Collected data
-----
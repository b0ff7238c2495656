//! Collection types used on hot paths.
//!
//! - [`BoundedQueue`]: FIFO that drops its oldest entry when full
//! - [`PairingHeap`]: mergeable min-heap backing the timer scheduler

mod bounded_queue;
mod pairing_heap;

pub use bounded_queue::BoundedQueue;
pub use pairing_heap::{Compare, FnCompare, NaturalOrder, PairingHeap};
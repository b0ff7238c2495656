//! Error handling for eventum.
//!
//! This module provides the shared error type and result alias used
//! across all eventum components.

mod kind;

pub use kind::{ErrorCode, EventumError};

/// Result type alias for eventum operations.
pub type EventumResult<T> = std::result::Result<T, EventumError>;
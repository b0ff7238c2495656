//! Engine sessions.
//!
//! Callers never touch the store directly. Appends go through a
//! [`WriterSession`], deletes and checkpoints through a
//! [`MaintenanceSession`], and point reads through [`ReaderSession`]s, which
//! are cheap to pool. Each session is used by one thread at a time.

use std::sync::Arc;

use tracing::warn;

use super::checkpoint::CheckpointMetadata;
use super::status::Status;
use super::store::{LogStore, Lookup};
use super::Address;
use crate::error::IndexResult;

/// Session that appends upserts.
#[derive(Debug)]
pub struct WriterSession {
    store: Arc<LogStore>,
}

impl WriterSession {
    /// Creates a writer over `store`.
    pub fn new(store: Arc<LogStore>) -> Self {
        Self { store }
    }

    /// Maps `key` to `value`.
    pub fn upsert(&mut self, key: &str, value: u32) -> IndexResult<Status> {
        self.store.upsert(key, value)
    }
}

/// Session that deletes keys and takes checkpoints.
#[derive(Debug)]
pub struct MaintenanceSession {
    store: Arc<LogStore>,
    completed: usize,
}

impl MaintenanceSession {
    /// Creates a maintenance session over `store`.
    pub fn new(store: Arc<LogStore>) -> Self {
        Self {
            store,
            completed: 0,
        }
    }

    /// Deletes `key`. Returns `NotFound` if it has no live record.
    pub fn delete(&mut self, key: &str) -> IndexResult<Status> {
        let status = self.store.delete(key)?;
        self.completed += 1;
        Ok(status)
    }

    /// Waits for outstanding operations.
    ///
    /// Deletes complete when they are issued, so there is never anything to
    /// wait for; returns the number of operations completed since the last
    /// call.
    pub fn complete_pending(&mut self) -> IndexResult<usize> {
        Ok(std::mem::take(&mut self.completed))
    }

    /// Makes all appended records durable.
    pub fn checkpoint(&mut self) -> IndexResult<CheckpointMetadata> {
        self.store.checkpoint()
    }
}

/// Output slot reused by a [`ReaderSession`] across reads.
#[derive(Debug, Default)]
pub struct ReadContext {
    status: Status,
    value: Option<u32>,
    pending: Option<(String, Address)>,
}

impl ReadContext {
    /// Returns the status of the last read.
    pub fn status(&self) -> Status {
        self.status
    }

    /// Returns the value found by the last read.
    pub fn value(&self) -> Option<u32> {
        self.value
    }

    fn set(&mut self, status: Status, value: Option<u32>) {
        self.status = status;
        self.value = value;
    }
}

/// Session that performs point reads.
#[derive(Debug)]
pub struct ReaderSession {
    store: Arc<LogStore>,
    context: ReadContext,
}

impl ReaderSession {
    /// Creates a reader over `store`.
    pub fn new(store: Arc<LogStore>) -> Self {
        Self {
            store,
            context: ReadContext::default(),
        }
    }

    /// Reads `key`.
    ///
    /// Records in memory complete immediately. A record that has left memory
    /// returns `Pending`; call [`ReaderSession::complete_pending`] to read it
    /// from the device. The result is left in [`ReaderSession::context`].
    pub fn read(&mut self, key: &str) -> Status {
        self.context.pending = None;
        match self.store.lookup(key) {
            Ok(Lookup::Found(value)) => self.context.set(Status::Ok, Some(value)),
            Ok(Lookup::NotFound) => self.context.set(Status::NotFound, None),
            Ok(Lookup::OnDisk(address)) => {
                self.context.set(Status::Pending, None);
                self.context.pending = Some((key.to_string(), address));
            }
            Err(e) => {
                warn!(store = %self.store.name(), key, error = %e, "read failed");
                self.context.set(Status::Error, None);
            }
        }
        self.context.status
    }

    /// Completes a pending read from the device.
    pub fn complete_pending(&mut self) -> IndexResult<()> {
        if let Some((key, address)) = self.context.pending.take() {
            match self.store.read_from_device(&key, address)? {
                Some(value) => self.context.set(Status::Ok, Some(value)),
                None => self.context.set(Status::NotFound, None),
            }
        }
        Ok(())
    }

    /// Returns the output of the last read.
    pub fn context(&self) -> &ReadContext {
        &self.context
    }
}
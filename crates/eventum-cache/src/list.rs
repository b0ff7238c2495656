//! Arena-backed doubly-linked list.
//!
//! Nodes are addressed by slot index instead of pointer. Removed slots go on
//! a free list and are reused by the next push, so an LRU cache at steady
//! state reorders and replaces entries without allocating.

/// Slot index of a node in a [`LinkedSlab`].
pub(crate) type Handle = usize;

struct Slot<T> {
    value: Option<T>,
    prev: Option<Handle>,
    next: Option<Handle>,
}

/// Doubly-linked list stored in a `Vec`. The front is the oldest entry.
pub(crate) struct LinkedSlab<T> {
    slots: Vec<Slot<T>>,
    free: Vec<Handle>,
    head: Option<Handle>,
    tail: Option<Handle>,
    len: usize,
}

impl<T> LinkedSlab<T> {
    #[cfg(test)]
    pub(crate) fn new() -> Self {
        Self::with_capacity(0)
    }

    pub(crate) fn with_capacity(capacity: usize) -> Self {
        Self {
            slots: Vec::with_capacity(capacity),
            free: Vec::new(),
            head: None,
            tail: None,
            len: 0,
        }
    }

    pub(crate) fn len(&self) -> usize {
        self.len
    }

    pub(crate) fn front(&self) -> Option<Handle> {
        self.head
    }

    pub(crate) fn get(&self, handle: Handle) -> Option<&T> {
        self.slots.get(handle).and_then(|slot| slot.value.as_ref())
    }

    pub(crate) fn get_mut(&mut self, handle: Handle) -> Option<&mut T> {
        self.slots.get_mut(handle).and_then(|slot| slot.value.as_mut())
    }

    /// Appends a value at the back (most recent end).
    pub(crate) fn push_back(&mut self, value: T) -> Handle {
        let slot = Slot {
            value: Some(value),
            prev: None,
            next: None,
        };
        let handle = match self.free.pop() {
            Some(handle) => {
                self.slots[handle] = slot;
                handle
            }
            None => {
                self.slots.push(slot);
                self.slots.len() - 1
            }
        };
        self.link_back(handle);
        self.len += 1;
        handle
    }

    /// Moves a live node to the back.
    pub(crate) fn move_to_back(&mut self, handle: Handle) {
        if self.tail == Some(handle) {
            return;
        }
        self.unlink(handle);
        self.link_back(handle);
    }

    /// Removes a live node and returns its value.
    pub(crate) fn remove(&mut self, handle: Handle) -> Option<T> {
        let value = self.slots.get_mut(handle)?.value.take()?;
        self.unlink(handle);
        self.free.push(handle);
        self.len -= 1;
        Some(value)
    }

    /// Removes and returns the front (oldest) value.
    pub(crate) fn pop_front(&mut self) -> Option<T> {
        let head = self.head?;
        self.remove(head)
    }

    /// Drains every value, oldest first.
    pub(crate) fn drain(&mut self) -> Vec<T> {
        let mut values = Vec::with_capacity(self.len);
        while let Some(value) = self.pop_front() {
            values.push(value);
        }
        self.slots.clear();
        self.free.clear();
        values
    }

    /// Iterates from oldest to newest.
    pub(crate) fn iter(&self) -> impl Iterator<Item = &T> {
        let mut cursor = self.head;
        std::iter::from_fn(move || {
            let handle = cursor?;
            let slot = &self.slots[handle];
            cursor = slot.next;
            slot.value.as_ref()
        })
    }

    fn link_back(&mut self, handle: Handle) {
        self.slots[handle].prev = self.tail;
        self.slots[handle].next = None;
        match self.tail {
            Some(tail) => self.slots[tail].next = Some(handle),
            None => self.head = Some(handle),
        }
        self.tail = Some(handle);
    }

    fn unlink(&mut self, handle: Handle) {
        let prev = self.slots[handle].prev.take();
        let next = self.slots[handle].next.take();
        match prev {
            Some(prev) => self.slots[prev].next = next,
            None => self.head = next,
        }
        match next {
            Some(next) => self.slots[next].prev = prev,
            None => self.tail = prev,
        }
    }
}
//! Persistent name index.
//!
//! Maps names to values drawn from a strictly increasing sequence
//! `first_value, first_value + interval, ...`. Entries are appended to a
//! [`LogStore`] and survive restarts; on startup the index is reconciled
//! against an authoritative [`NameLookup`] by catching up on entries it is
//! missing or truncating entries the source never confirmed.
//!
//! # Sessions
//!
//! All appends go through one writer session and all deletes through one
//! maintenance session. Reads borrow a reader session from a bounded pool,
//! so any number of threads may read while one thread adds.
//!
//! # Checkpoints
//!
//! Every add triggers a debouncer. Each checkpoint interval the debouncer
//! takes a checkpoint if anything was added since the last one. A failed
//! checkpoint is logged and retried on the next tick.
//!
//! # Read cache
//!
//! Every add and delete bumps a write generation. A reader only keeps the
//! value it cached if no write happened between its read and its insert.

use std::collections::HashSet;
use std::sync::atomic::{AtomicBool, AtomicU64, Ordering};
use std::sync::Arc;

use parking_lot::Mutex;
use tokio_util::sync::CancellationToken;
use tracing::{debug, error, info, trace};

use eventum_cache::{BloomFilter, LruCache};
use eventum_common::error::EventumError;
use eventum_common::memory::ObjectPool;
use eventum_common::timer::{Debouncer, TimerScheduler};

use crate::config::NameIndexConfig;
use crate::engine::{
    Address, CheckpointMetadata, LogScanner, LogStore, MaintenanceSession, MemoryUsage,
    ReaderSession, RecoveryOutcome, Status, WriterSession,
};
use crate::error::{IndexError, IndexResult};
use crate::lookup::NameLookup;

/// Approximate bytes held per read cache entry.
const READ_CACHE_ENTRY_BYTES: u64 = 64;

/// A persistent `name -> value` index.
pub struct NameIndexPersistence {
    /// Index settings.
    config: NameIndexConfig,
    /// Underlying engine.
    store: Arc<LogStore>,
    /// Serializes appends.
    writer: Mutex<WriterSession>,
    /// Serializes deletes.
    maintenance: Mutex<MaintenanceSession>,
    /// Reader sessions for lookups.
    readers: ObjectPool<ReaderSession>,
    /// Optional cache in front of reads.
    read_cache: Option<LruCache<String, u32>>,
    /// Bumped after every upsert and delete.
    write_generation: AtomicU64,
    /// Optional filter in front of reads.
    existence_filter: Option<BloomFilter>,
    /// Value of the newest entry, zero when empty.
    last_value_added: Mutex<u32>,
    /// Serializes initialization.
    init_lock: tokio::sync::Mutex<()>,
    /// Runs checkpoint ticks.
    scheduler: Arc<TimerScheduler>,
    /// Takes checkpoints after adds.
    checkpointer: Debouncer,
    /// Cancelled on dispose.
    cancellation: CancellationToken,
    /// Set once disposed.
    disposed: AtomicBool,
}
-----
* [GOAL OF THE EXERCISE]
Among the lines of the data, identify those with the word "thread". Copy each of them.

* [RESULT BELOW]
//! are cheap to pool. Each session is used by one thread at a time.
//! so any number of threads may read while one thread adds.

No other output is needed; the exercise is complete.